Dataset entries

# # # #

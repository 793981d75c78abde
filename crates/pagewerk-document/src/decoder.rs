// SPDX-License-Identifier: PMPL-1.0-or-later
// Copyright (c) 2026 Jonathan D.A. Jewell (hyperpolymath) <jonathan.jewell@open.ac.uk>
//
// Document decoder — render every page of a PDF into an RGBA buffer.

use std::path::Path;

use image::RgbaImage;
use pagewerk_core::error::{PagewerkError, Result};
use pagewerk_core::{ProgressEvent, RenderMode};
use tracing::{debug, error, info, instrument};

use crate::pdf::{PAGE_BACKGROUND, PdfReader};
use crate::progress::ProgressReporter;

pub use crate::pdf::MAX_PAGE_PIXELS;

/// Renders PDF pages back into raster images.
///
/// All pages are kept in memory until the call returns.
#[derive(Debug, Clone, Copy, Default)]
pub struct DocumentDecoder {
    render_mode: RenderMode,
}

impl DocumentDecoder {
    pub fn new(render_mode: RenderMode) -> Self {
        Self { render_mode }
    }

    pub fn render_mode(&self) -> RenderMode {
        self.render_mode
    }

    /// Render every page of the PDF at `path`, in page order.
    #[instrument(skip_all, fields(path = %path.display(), mode = ?self.render_mode))]
    pub fn decode<R>(&self, path: &Path, reporter: &mut R) -> Result<Vec<RgbaImage>>
    where
        R: ProgressReporter<[RgbaImage]> + ?Sized,
    {
        match PdfReader::open(path) {
            Ok(reader) => self.decode_document(&reader, reporter),
            Err(err) => {
                error!(%err, "Cannot open document");
                reporter.on_fail(&err);
                Err(err)
            }
        }
    }

    /// Same as [`decode`](Self::decode) for a PDF already in memory.
    #[instrument(skip_all, fields(bytes_len = data.len(), mode = ?self.render_mode))]
    pub fn decode_bytes<R>(&self, data: &[u8], reporter: &mut R) -> Result<Vec<RgbaImage>>
    where
        R: ProgressReporter<[RgbaImage]> + ?Sized,
    {
        match PdfReader::from_bytes(data) {
            Ok(reader) => self.decode_document(&reader, reporter),
            Err(err) => {
                error!(%err, "Cannot load document");
                reporter.on_fail(&err);
                Err(err)
            }
        }
    }

    fn decode_document<R>(&self, reader: &PdfReader, reporter: &mut R) -> Result<Vec<RgbaImage>>
    where
        R: ProgressReporter<[RgbaImage]> + ?Sized,
    {
        reporter.on_start();
        match self.render_pages(reader, reporter) {
            Ok(pages) => {
                info!(pages = pages.len(), "Document decoded");
                reporter.on_success(&pages);
                Ok(pages)
            }
            Err(err) => {
                error!(%err, "Decode failed");
                reporter.on_fail(&err);
                Err(err)
            }
        }
    }

    fn render_pages<R>(&self, reader: &PdfReader, reporter: &mut R) -> Result<Vec<RgbaImage>>
    where
        R: ProgressReporter<[RgbaImage]> + ?Sized,
    {
        let total = reader.page_count();
        let mut pages = Vec::with_capacity(total);

        for index in 0..total {
            reporter.on_progress(ProgressEvent {
                index: index + 1,
                total,
            });

            let page = reader.open_page(index)?;
            let (width, height) = (page.width(), page.height());
            if u64::from(width) * u64::from(height) > MAX_PAGE_PIXELS {
                return Err(PagewerkError::Render(format!(
                    "page {} is {}x{}, too large to render",
                    index + 1,
                    width,
                    height
                )));
            }

            let mut raster = RgbaImage::from_pixel(width, height, PAGE_BACKGROUND);
            page.render(&mut raster, self.render_mode)?;
            debug!(page = index + 1, width, height, "Page decoded");
            pages.push(raster);
        }

        Ok(pages)
    }
}

#[cfg(test)]
mod tests {
    use super::*;
    use crate::progress::{RecordedEvent, RecordingReporter};
    use lopdf::content::{Content, Operation};
    use lopdf::{Document, Object, Stream, dictionary};
    use pagewerk_core::ErrorKind;

    /// Two 1x1 pages, each drawing an RGB image. The second image carries
    /// one byte where three are needed.
    fn second_page_broken_pdf() -> Vec<u8> {
        let mut doc = Document::with_version("1.5");
        let pages_id = doc.new_object_id();
        let mut kids = Vec::new();
        for data in [vec![10, 20, 30], vec![10]] {
            let image_id = doc.add_object(Stream::new(
                dictionary! {
                    "Type" => "XObject",
                    "Subtype" => "Image",
                    "Width" => Object::Integer(1),
                    "Height" => Object::Integer(1),
                    "ColorSpace" => "DeviceRGB",
                    "BitsPerComponent" => Object::Integer(8),
                },
                data,
            ));
            let content = Content {
                operations: vec![
                    Operation::new("q", vec![]),
                    Operation::new(
                        "cm",
                        [1, 0, 0, 1, 0, 0].into_iter().map(Object::Integer).collect(),
                    ),
                    Operation::new("Do", vec![Object::Name(b"Im0".to_vec())]),
                    Operation::new("Q", vec![]),
                ],
            };
            let content_id =
                doc.add_object(Stream::new(dictionary! {}, content.encode().unwrap()));
            let page_id = doc.add_object(dictionary! {
                "Type" => "Page",
                "Parent" => pages_id,
                "MediaBox" => [0, 0, 1, 1].into_iter().map(Object::Integer).collect::<Vec<_>>(),
                "Contents" => content_id,
                "Resources" => dictionary! { "XObject" => dictionary! { "Im0" => image_id } },
            });
            kids.push(Object::Reference(page_id));
        }
        doc.objects.insert(
            pages_id,
            Object::Dictionary(dictionary! {
                "Type" => "Pages",
                "Kids" => kids,
                "Count" => Object::Integer(2),
            }),
        );
        let catalog_id = doc.add_object(dictionary! { "Type" => "Catalog", "Pages" => pages_id });
        doc.trailer.set("Root", catalog_id);
        let mut out = Vec::new();
        doc.save_to(&mut out).unwrap();
        out
    }

    #[test]
    fn missing_file_fails_before_start() {
        let mut reporter = RecordingReporter::new();
        let err = DocumentDecoder::default()
            .decode(Path::new("/nonexistent/pagewerk/in.pdf"), &mut reporter)
            .unwrap_err();
        assert_eq!(err.kind(), ErrorKind::ResourceUnavailable);
        assert_eq!(
            reporter.events,
            vec![RecordedEvent::Fail(ErrorKind::ResourceUnavailable)]
        );
    }

    #[test]
    fn blank_pages_decode_white() {
        let mut document = crate::pdf::PageDocument::create(pagewerk_core::PageSize::new(6, 4), 2)
            .expect("create");
        for _ in 0..2 {
            let canvas = document.start_page().expect("start");
            document.finish_page(canvas).expect("finish");
        }
        let mut bytes = Vec::new();
        document.write_to(&mut bytes).expect("write");

        let mut reporter = RecordingReporter::new();
        let pages = DocumentDecoder::new(RenderMode::Print)
            .decode_bytes(&bytes, &mut reporter)
            .expect("decode");

        assert_eq!(pages.len(), 2);
        assert!(pages.iter().all(|p| p.dimensions() == (6, 4)));
        assert!(pages.iter().flat_map(|p| p.pixels()).all(|px| *px == PAGE_BACKGROUND));
        assert_eq!(reporter.progress_indices(), vec![1, 2]);
        assert_eq!(reporter.events.first(), Some(&RecordedEvent::Start));
        assert_eq!(reporter.events.last(), Some(&RecordedEvent::Success));
    }

    #[test]
    fn broken_page_stops_the_decode() {
        let mut reporter = RecordingReporter::new();
        let result =
            DocumentDecoder::default().decode_bytes(&second_page_broken_pdf(), &mut reporter);

        let err = result.unwrap_err();
        assert_eq!(err.kind(), ErrorKind::IoFailure);
        assert_eq!(
            reporter.events,
            vec![
                RecordedEvent::Start,
                RecordedEvent::Progress(ProgressEvent { index: 1, total: 2 }),
                RecordedEvent::Progress(ProgressEvent { index: 2, total: 2 }),
                RecordedEvent::Fail(ErrorKind::IoFailure),
            ]
        );
        assert_eq!(reporter.terminal_count(), 1);
    }

    #[test]
    fn decoder_is_shareable() {
        fn assert_send_sync<T: Send + Sync>() {}
        assert_send_sync::<DocumentDecoder>();
    }
}
// SPDX-License-Identifier: PMPL-1.0-or-later
// Copyright (c) 2026 Jonathan D.A. Jewell (hyperpolymath) <jonathan.jewell@open.ac.uk>
//
// Orientation normalisation — turn a decoded photo upright according to the
// EXIF orientation recorded by the camera.

use image::DynamicImage;
use image::metadata::Orientation;
use tracing::debug;

/// Clockwise rotation needed to display an image upright.
///
/// Mirrored EXIF orientations are folded into the nearest rotation; the
/// mirror itself is not applied.
#[derive(Debug, Clone, Copy, Default, PartialEq, Eq, Hash)]
pub enum OrientationTag {
    #[default]
    Normal,
    Rotate90,
    Rotate180,
    Rotate270,
}

impl OrientationTag {
    /// Map an EXIF `Orientation` (tag 0x0112) value. Unknown values are
    /// treated as upright.
    pub fn from_exif(value: u16) -> Self {
        match value {
            3 | 4 => Self::Rotate180,
            5 | 6 => Self::Rotate90,
            7 | 8 => Self::Rotate270,
            _ => Self::Normal,
        }
    }

    /// Clockwise rotation in degrees.
    pub fn degrees(&self) -> u16 {
        match self {
            Self::Normal => 0,
            Self::Rotate90 => 90,
            Self::Rotate180 => 180,
            Self::Rotate270 => 270,
        }
    }

    /// Whether normalising swaps width and height.
    pub fn swaps_dimensions(&self) -> bool {
        matches!(self, Self::Rotate90 | Self::Rotate270)
    }
}

impl From<Orientation> for OrientationTag {
    fn from(orientation: Orientation) -> Self {
        match orientation {
            Orientation::NoTransforms | Orientation::FlipHorizontal => Self::Normal,
            Orientation::Rotate90 | Orientation::Rotate90FlipH => Self::Rotate90,
            Orientation::Rotate180 | Orientation::FlipVertical => Self::Rotate180,
            Orientation::Rotate270 | Orientation::Rotate270FlipH => Self::Rotate270,
        }
    }
}

/// Rotate `image` upright.
///
/// `Normal` hands the same buffer straight back. Any other tag consumes the
/// input and returns a freshly allocated, rotated buffer; the original is
/// dropped before this function returns.
pub fn normalize(image: DynamicImage, tag: OrientationTag) -> DynamicImage {
    if tag == OrientationTag::Normal {
        return image;
    }

    debug!(
        degrees = tag.degrees(),
        width = image.width(),
        height = image.height(),
        "Normalising orientation"
    );

    match tag {
        OrientationTag::Rotate90 => image.rotate90(),
        OrientationTag::Rotate180 => image.rotate180(),
        OrientationTag::Rotate270 => image.rotate270(),
        OrientationTag::Normal => image,
    }
}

# # # #

From the first line of the data through the line with "pub fn render_mode(&self)", quote each line exactly and add nothing else.

repository 793981d75c78abde
filename crates/pagewerk-document/src/decoder.rs
// SPDX-License-Identifier: PMPL-1.0-or-later
// Copyright (c) 2026 Jonathan D.A. Jewell (hyperpolymath) <jonathan.jewell@open.ac.uk>
//
// Document decoder — render every page of a PDF into an RGBA buffer.

use std::path::Path;

use image::RgbaImage;
use pagewerk_core::error::{PagewerkError, Result};
use pagewerk_core::{ProgressEvent, RenderMode};
use tracing::{debug, error, info, instrument};

use crate::pdf::{PAGE_BACKGROUND, PdfReader};
use crate::progress::ProgressReporter;

pub use crate::pdf::MAX_PAGE_PIXELS;

/// Renders PDF pages back into raster images.
///
/// All pages are kept in memory until the call returns.
#[derive(Debug, Clone, Copy, Default)]
pub struct DocumentDecoder {
    render_mode: RenderMode,
}

impl DocumentDecoder {
    pub fn new(render_mode: RenderMode) -> Self {
        Self { render_mode }
    }

    pub fn render_mode(&self) -> RenderMode {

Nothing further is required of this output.